Top of Dataset records

//! buildbridge - convert build descriptions between GN and CMake.

use anyhow::Context;
use buildbridge_config::Config;
use clap::{ArgAction, Parser, Subcommand};
use std::path::{Path, PathBuf};
use std::process::ExitCode;
use tracing_subscriber::EnvFilter;

mod commands;

#[derive(Parser)]
#[command(name = "buildbridge", version, about = "Convert build descriptions between GN and CMake")]
struct Cli {
    /// Log more (-v debug, -vv trace). RUST_LOG takes precedence.
    #[arg(short, long, action = ArgAction::Count, global = true)]
    verbose: u8,

    /// Config file (default: buildbridge.toml in the current directory, then the global config)
    #[arg(long, global = true)]
    config: Option<PathBuf>,

    #[command(subcommand)]
    command: Commands,
}

#[derive(Subcommand)]
enum Commands {
    /// Convert one build file
    Convert(commands::convert::ConvertArgs),

    /// Print the targets read from one build file
    Parse(commands::parse::ParseArgs),

    /// Convert every build file under a directory
    Batch(commands::batch::BatchArgs),
}

fn init_tracing(verbose: u8) {
    let default = match verbose {
        0 => "warn",
        1 => "debug",
        _ => "trace",
    };
    let filter = EnvFilter::try_from_default_env().unwrap_or_else(|_| EnvFilter::new(default));
    tracing_subscriber::fmt()
        .with_env_filter(filter)
        .with_writer(std::io::stderr)
        .with_target(false)
        .init();
}

fn load_config(explicit: Option<&Path>) -> anyhow::Result<Config> {
    let config = match explicit {
        Some(path) => Config::load(path)?,
        None => {
            let cwd = std::env::current_dir().context("failed to get current directory")?;
            Config::discover(&cwd)?
        }
    };
    Ok(config)
}

fn run(cli: Cli) -> anyhow::Result<ExitCode> {
    let config = load_config(cli.config.as_deref())?;
    match cli.command {
        Commands::Convert(args) => commands::convert::run(args, &config),
        Commands::Parse(args) => commands::parse::run(args),
        Commands::Batch(args) => commands::batch::run(args, &config),
    }
}

fn main() -> ExitCode {
    let cli = Cli::parse();
    init_tracing(cli.verbose);
    match run(cli) {
        Ok(code) => code,
        Err(err) => {
            eprintln!("error: {err:#}");
            ExitCode::FAILURE
        }
    }
}
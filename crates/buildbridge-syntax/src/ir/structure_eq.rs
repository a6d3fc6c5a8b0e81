//! Structural equality for IR types.
//!
//! `structure_eq` compares targets ignoring "surface hints" - details that
//! depend on which syntax a target was read from rather than on what it
//! describes.
//!
//! # Hint Fields (normalized during comparison)
//!
//! - Dependency labels - `":base"` (GN) and `base` (CMake) name the same
//!   target, so labels are compared after [`crate::labels::to_cmake_name`].
//!
//! # Core Fields (must match exactly)
//!
//! - Name, kind, every other list (order included), scalars and flags
//! - Condition predicates and nesting

use super::{ConditionBlock, Properties, PropertyKey, Target};
use crate::labels::to_cmake_name;

/// Trait for structural equality comparison.
///
/// Unlike `PartialEq`, this ignores surface hint fields that differ between
/// syntaxes but do not change the build description.
pub trait StructureEq {
    fn structure_eq(&self, other: &Self) -> bool;
}

impl StructureEq for Target {
    fn structure_eq(&self, other: &Self) -> bool {
        self.name == other.name
            && self.kind == other.kind
            && self.testonly == other.testonly
            && self.complete_static_lib == other.complete_static_lib
            && self.properties().structure_eq(&other.properties())
            && vec_structure_eq(&self.conditions, &other.conditions)
    }
}

impl StructureEq for ConditionBlock {
    fn structure_eq(&self, other: &Self) -> bool {
        self.predicate == other.predicate
            && self.properties.structure_eq(&other.properties)
            && vec_structure_eq(&self.conditions, &other.conditions)
    }
}

impl StructureEq for Properties {
    fn structure_eq(&self, other: &Self) -> bool {
        PropertyKey::ALL.iter().all(|&key| {
            let is_dep = matches!(
                key,
                PropertyKey::Deps
                    | PropertyKey::PublicDeps
                    | PropertyKey::PrivateDeps
                    | PropertyKey::DataDeps
            );
            match (self.list(key), other.list(key)) {
                (Some(a), Some(b)) if is_dep => labels_eq(a, b),
                (a, b) => {
                    a == b
                        && self.string(key) == other.string(key)
                        && self.flag(key) == other.flag(key)
                }
            }
        })
    }
}

impl<T: StructureEq> StructureEq for [T] {
    fn structure_eq(&self, other: &Self) -> bool {
        vec_structure_eq(self, other)
    }
}

fn labels_eq(a: &[String], b: &[String]) -> bool {
    a.len() == b.len() && a.iter().zip(b).all(|(x, y)| to_cmake_name(x) == to_cmake_name(y))
}

fn vec_structure_eq<T: StructureEq>(a: &[T], b: &[T]) -> bool {
    a.len() == b.len() && a.iter().zip(b).all(|(x, y)| x.structure_eq(y))
}
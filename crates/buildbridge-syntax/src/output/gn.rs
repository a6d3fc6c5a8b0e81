//! GN writer.
//!
//! Emits one target declaration per target. Properties come out in a fixed
//! order (see [`PropertyKey::ALL`]), dependency labels in GN spelling, and
//! condition blocks as nested `if (...) { }` blocks after the plain
//! properties.

use super::unknown_placeholder;
use crate::ir::{ConditionBlock, Properties, PropertyKey, Target, ValueShape};
use crate::labels::to_gn_label;
use crate::traits::Writer;

/// Static instance of the GN writer for registry.
pub static GN_WRITER: GnWriterImpl = GnWriterImpl;

/// GN writer implementing the Writer trait.
pub struct GnWriterImpl;

impl Writer for GnWriterImpl {
    fn language(&self) -> &'static str {
        "gn"
    }

    fn file_name(&self) -> &'static str {
        "BUILD.gn"
    }

    fn write(&self, target: &Target) -> String {
        GnWriter::emit(target)
    }
}

/// Quote a value as a GN string literal.
///
/// Inverse of [`crate::input::unquote`]: `"` and `\` are escaped, except a
/// backslash directly before `$`, which GN reads as a literal dollar sign.
pub fn quote(value: &str) -> String {
    let mut out = String::with_capacity(value.len() + 2);
    out.push('"');
    let mut chars = value.chars().peekable();
    while let Some(c) = chars.next() {
        match c {
            '"' => out.push_str("\\\""),
            '\\' if chars.peek() == Some(&'$') => out.push('\\'),
            '\\' => out.push_str("\\\\"),
            c => out.push(c),
        }
    }
    out.push('"');
    out
}

fn is_dep_key(key: PropertyKey) -> bool {
    matches!(
        key,
        PropertyKey::PublicDeps | PropertyKey::PrivateDeps | PropertyKey::Deps | PropertyKey::DataDeps
    )
}

/// Emits targets as GN.
pub struct GnWriter {
    output: String,
    indent: usize,
}

impl GnWriter {
    pub fn new() -> Self {
        Self {
            output: String::new(),
            indent: 0,
        }
    }

    /// Emit one target. No trailing newline.
    pub fn emit(target: &Target) -> String {
        let Some(function) = target.kind.gn_function() else {
            return unknown_placeholder(&target.name);
        };
        let mut writer = Self::new();
        writer.line(&format!("{function}({}) {{", quote(&target.name)));
        writer.indent += 1;
        writer.write_properties(&target.properties());
        writer.write_conditions(&target.conditions);
        writer.indent -= 1;
        writer.output.push('}');
        writer.output
    }

    fn line(&mut self, text: &str) {
        for _ in 0..self.indent {
            self.output.push_str("  ");
        }
        self.output.push_str(text);
        self.output.push('\n');
    }

    fn write_properties(&mut self, props: &Properties) {
        for key in PropertyKey::ALL {
            let name = key.gn_name();
            match key.shape() {
                ValueShape::List => {
                    if let Some(items) = props.list(key) {
                        let items: Vec<String> = if is_dep_key(key) {
                            items.iter().map(|dep| quote(&to_gn_label(dep))).collect()
                        } else {
                            items.iter().map(|item| quote(item)).collect()
                        };
                        self.write_list(name, &items);
                    }
                }
                ValueShape::String => {
                    if let Some(value) = props.string(key) {
                        self.line(&format!("{name} = {}", quote(value)));
                    }
                }
                ValueShape::Bool => {
                    if let Some(flag) = props.flag(key) {
                        self.line(&format!("{name} = {flag}"));
                    }
                }
            }
        }
    }

    fn write_list(&mut self, name: &str, items: &[String]) {
        match items {
            [] => self.line(&format!("{name} = []")),
            [only] => self.line(&format!("{name} = [ {only} ]")),
            many => {
                self.line(&format!("{name} = ["));
                self.indent += 1;
                for item in many {
                    self.line(&format!("{item},"));
                }
                self.indent -= 1;
                self.line("]");
            }
        }
    }

    fn write_conditions(&mut self, blocks: &[ConditionBlock]) {
        for block in blocks {
            self.line(&format!("if ({}) {{", block.predicate));
            self.indent += 1;
            self.write_properties(&block.properties);
            self.write_conditions(&block.conditions);
            self.indent -= 1;
            self.line("}");
        }
    }
}

impl Default for GnWriter {
    fn default() -> Self {
        Self::new()
    }
}

#[cfg(test)]
mod tests {
    use super::*;
    use crate::input::{parse_gn, unquote};
    use crate::ir::TargetType;

    #[test]
    fn test_emit_hello() {
        let mut target = Target::new("hello", TargetType::Executable);
        target.sources = vec!["main.cc".into(), "util.cc".into()];
        target.deps = vec!["lib".into()];
        assert_eq!(
            GnWriter::emit(&target),
            "executable(\"hello\") {\n  sources = [\n    \"main.cc\",\n    \"util.cc\",\n  ]\n  deps = [ \":lib\" ]\n}"
        );
    }

    #[test]
    fn test_tier_order_is_canonical() {
        let mut target = Target::new("app", TargetType::Executable);
        target.deps = vec![":generic".into()];
        target.private_deps = vec![":private".into()];
        target.public_deps = vec![":public".into()];
        let out = GnWriter::emit(&target);
        let public = out.find("public_deps").unwrap();
        let private = out.find("private_deps").unwrap();
        let generic = out.find("  deps").unwrap();
        assert!(public < private && private < generic, "{out}");
    }

    #[test]
    fn test_absent_lists_are_omitted_but_condition_empties_are_not() {
        let mut target = Target::new("app", TargetType::Executable);
        let mut block = ConditionBlock::new("is_win");
        block.properties.sources = Some(vec![]);
        target.conditions.push(block);
        let out = GnWriter::emit(&target);
        assert_eq!(
            out,
            "executable(\"app\") {\n  if (is_win) {\n    sources = []\n  }\n}"
        );
    }

    #[test]
    fn test_scalars_and_flags() {
        let mut target = Target::new("gen", TargetType::Action);
        target.script = Some("gen.py".into());
        target.response_file_name = Some("gen.rsp".into());
        target.testonly = true;
        let out = GnWriter::emit(&target);
        assert!(out.contains("  script = \"gen.py\"\n"));
        assert!(out.contains("  response_file_name = \"gen.rsp\"\n"));
        assert!(out.contains("  testonly = true\n"));
        assert!(!out.contains("complete_static_lib"));
    }

    #[test]
    fn test_unknown_kind_placeholder() {
        let target = Target::new("mystery", TargetType::Unknown);
        assert_eq!(
            GnWriter::emit(&target),
            "# Unknown target type: unknown (\"mystery\")"
        );
    }

    #[test]
    fn test_quote_is_inverse_of_unquote() {
        for value in ["plain", r#"say "hi""#, r"back\slash", r"\$literal", r"\\$x", "end\\"] {
            let quoted = quote(value);
            assert_eq!(unquote(&quoted[1..quoted.len() - 1]), value, "{quoted}");
        }
    }

    #[test]
    fn test_emitted_text_reads_back() {
        let mut target = Target::new("base", TargetType::StaticLibrary);
        target.sources = vec!["a.cc".into()];
        target.defines = vec![r#"NAME="x""#.into()];
        target.public_deps = vec!["//third_party:zlib".into()];
        let mut block = ConditionBlock::new("is_linux && !is_debug");
        block.properties.compile_flags = Some(vec!["-O2".into()]);
        target.conditions.push(block);

        let parsed = parse_gn(&GnWriter::emit(&target));
        assert_eq!(parsed, vec![target]);
    }
}
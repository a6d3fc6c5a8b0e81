//! Registry for readers and writers.
//!
//! The set of build languages is closed and known at compile time, so the
//! registry is a pair of static tables rather than a mutable list.

use crate::traits::{Reader, Writer};
use std::path::Path;

static READERS: &[&dyn Reader] = &[
    #[cfg(feature = "gn")]
    &crate::input::gn::GN_READER,
    #[cfg(feature = "cmake")]
    &crate::input::cmake::CMAKE_READER,
];

static WRITERS: &[&dyn Writer] = &[
    #[cfg(feature = "gn")]
    &crate::output::gn::GN_WRITER,
    #[cfg(feature = "cmake")]
    &crate::output::cmake::CMAKE_WRITER,
];

/// Get a reader by language name.
pub fn reader_for_language(lang: &str) -> Option<&'static dyn Reader> {
    READERS
        .iter()
        .find(|r| r.language().eq_ignore_ascii_case(lang))
        .copied()
}

/// Get a reader by file extension.
pub fn reader_for_extension(ext: &str) -> Option<&'static dyn Reader> {
    READERS
        .iter()
        .find(|r| r.extensions().iter().any(|e| e.eq_ignore_ascii_case(ext)))
        .copied()
}

/// Get a reader for a path, by conventional file name first and extension
/// second.
pub fn reader_for_path(path: &Path) -> Option<&'static dyn Reader> {
    let file_name = path.file_name()?.to_str()?;
    READERS
        .iter()
        .find(|r| r.file_names().contains(&file_name))
        .copied()
        .or_else(|| reader_for_extension(path.extension()?.to_str()?))
}

/// Get a writer by language name.
pub fn writer_for_language(lang: &str) -> Option<&'static dyn Writer> {
    WRITERS
        .iter()
        .find(|w| w.language().eq_ignore_ascii_case(lang))
        .copied()
}

/// Get all registered readers.
pub fn readers() -> &'static [&'static dyn Reader] {
    READERS
}

/// Get all registered writers.
pub fn writers() -> &'static [&'static dyn Writer] {
    WRITERS
}

#[cfg(test)]
mod tests {
    use super::*;

    #[test]
    #[cfg(feature = "gn")]
    fn test_gn_lookup() {
        let reader = reader_for_language("gn").expect("gn reader");
        assert_eq!(reader.language(), "gn");
        assert!(reader.extensions().contains(&"gni"));

        let reader = reader_for_extension("GN").expect("gn extension");
        assert_eq!(reader.language(), "gn");

        let writer = writer_for_language("gn").expect("gn writer");
        assert_eq!(writer.file_name(), "BUILD.gn");
    }

    #[test]
    #[cfg(feature = "cmake")]
    fn test_cmake_lookup() {
        let reader = reader_for_path(Path::new("src/CMakeLists.txt")).expect("by file name");
        assert_eq!(reader.language(), "cmake");

        let reader = reader_for_path(Path::new("cmake/deps.cmake")).expect("by extension");
        assert_eq!(reader.language(), "cmake");

        let writer = writer_for_language("CMake").expect("cmake writer");
        assert_eq!(writer.file_name(), "CMakeLists.txt");
    }

    #[test]
    #[cfg(all(feature = "gn", feature = "cmake"))]
    fn test_roundtrip_via_registry() {
        let reader = reader_for_path(Path::new("BUILD.gn")).unwrap();
        let writer = writer_for_language("cmake").unwrap();

        let parsed = reader.read(r#"executable("hello") { sources = [ "main.cc" ] }"#);
        let cmake = writer.write(&parsed.targets[0]);

        assert_eq!(cmake, "add_executable(hello main.cc)");
        assert_eq!(readers().len(), 2);
        assert_eq!(writers().len(), 2);
    }

    #[test]
    fn test_unknown_lookups() {
        assert!(reader_for_language("bazel").is_none());
        assert!(reader_for_extension("bzl").is_none());
        assert!(reader_for_path(Path::new("Makefile")).is_none());
        assert!(writer_for_language("meson").is_none());
    }
}
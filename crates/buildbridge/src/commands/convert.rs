//! Convert command - translate one build file.

use super::{infer_direction, read_input, report_diagnostics};
use anyhow::Context;
use buildbridge_config::Config;
use buildbridge_syntax::{Direction, convert_report};
use clap::Args;
use std::path::PathBuf;
use std::process::ExitCode;

/// Convert command arguments
#[derive(Args)]
pub struct ConvertArgs {
    /// Conversion direction: gn-to-cmake or cmake-to-gn
    /// (default: config `conversion.mode`, then inferred from the input name)
    #[arg(short, long)]
    pub mode: Option<Direction>,

    /// Input build file
    #[arg(short, long)]
    pub input: PathBuf,

    /// Output file (stdout if not specified)
    #[arg(short, long)]
    pub output: Option<PathBuf>,

    /// Fail without writing anything if any fragment had to be skipped
    #[arg(long)]
    pub strict: bool,
}

pub fn run(args: ConvertArgs, config: &Config) -> anyhow::Result<ExitCode> {
    let direction = match args.mode {
        Some(direction) => direction,
        None => config
            .direction()?
            .or_else(|| infer_direction(&args.input))
            .with_context(|| {
                format!(
                    "cannot infer a direction for {}; pass --mode",
                    args.input.display()
                )
            })?,
    };
    let text = read_input(&args.input)?;
    let options = config.convert_options()?;

    let report = convert_report(&text, direction, &options);
    report_diagnostics(&args.input, &report.diagnostics);
    if args.strict && !report.diagnostics.is_empty() {
        anyhow::bail!(
            "{}: {} fragment(s) skipped (--strict)",
            args.input.display(),
            report.diagnostics.len()
        );
    }

    match &args.output {
        Some(path) => {
            std::fs::write(path, format!("{}\n", report.output))
                .with_context(|| format!("failed to write {}", path.display()))?;
            if direction == Direction::GnToCmake {
                eprintln!(
                    "wrote {} target(s) to {}; configure with `cmake -G {}`",
                    report.targets.len(),
                    path.display(),
                    config.cmake.generator
                );
            }
        }
        None => println!("{}", report.output),
    }
    Ok(ExitCode::SUCCESS)
}
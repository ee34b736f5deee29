//! Client for the PDFDancer PDF manipulation service.
//!
//! A [`PdfDancer`] session uploads (or creates) a document on the server,
//! answers queries from cached page and document snapshots, and sends
//! mutations that clear the cache when the server applies them.

pub mod client;
pub mod config;
pub mod error;
pub mod models;
pub mod query;
pub mod snapshot;
pub mod transport;

#[cfg(test)]
mod testing;

pub use client::{FileSource, PageClient, PdfDancer};
pub use config::{ClientConfig, RetryConfig};
pub use error::{PdfDancerError, PdfDancerResult};
pub use transport::{HttpTransport, Transport};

Bottom of Dataset records

Exercise prompt - In the data above, find each line where the string "anyhow" appears, then copy it.

Answer to this task -
use anyhow::Context;
fn load_config(explicit: Option<&Path>) -> anyhow::Result<Config> {
fn run(cli: Cli) -> anyhow::Result<ExitCode> {
use anyhow::Context;
pub fn run(args: ConvertArgs, config: &Config) -> anyhow::Result<ExitCode> {
        anyhow::bail!(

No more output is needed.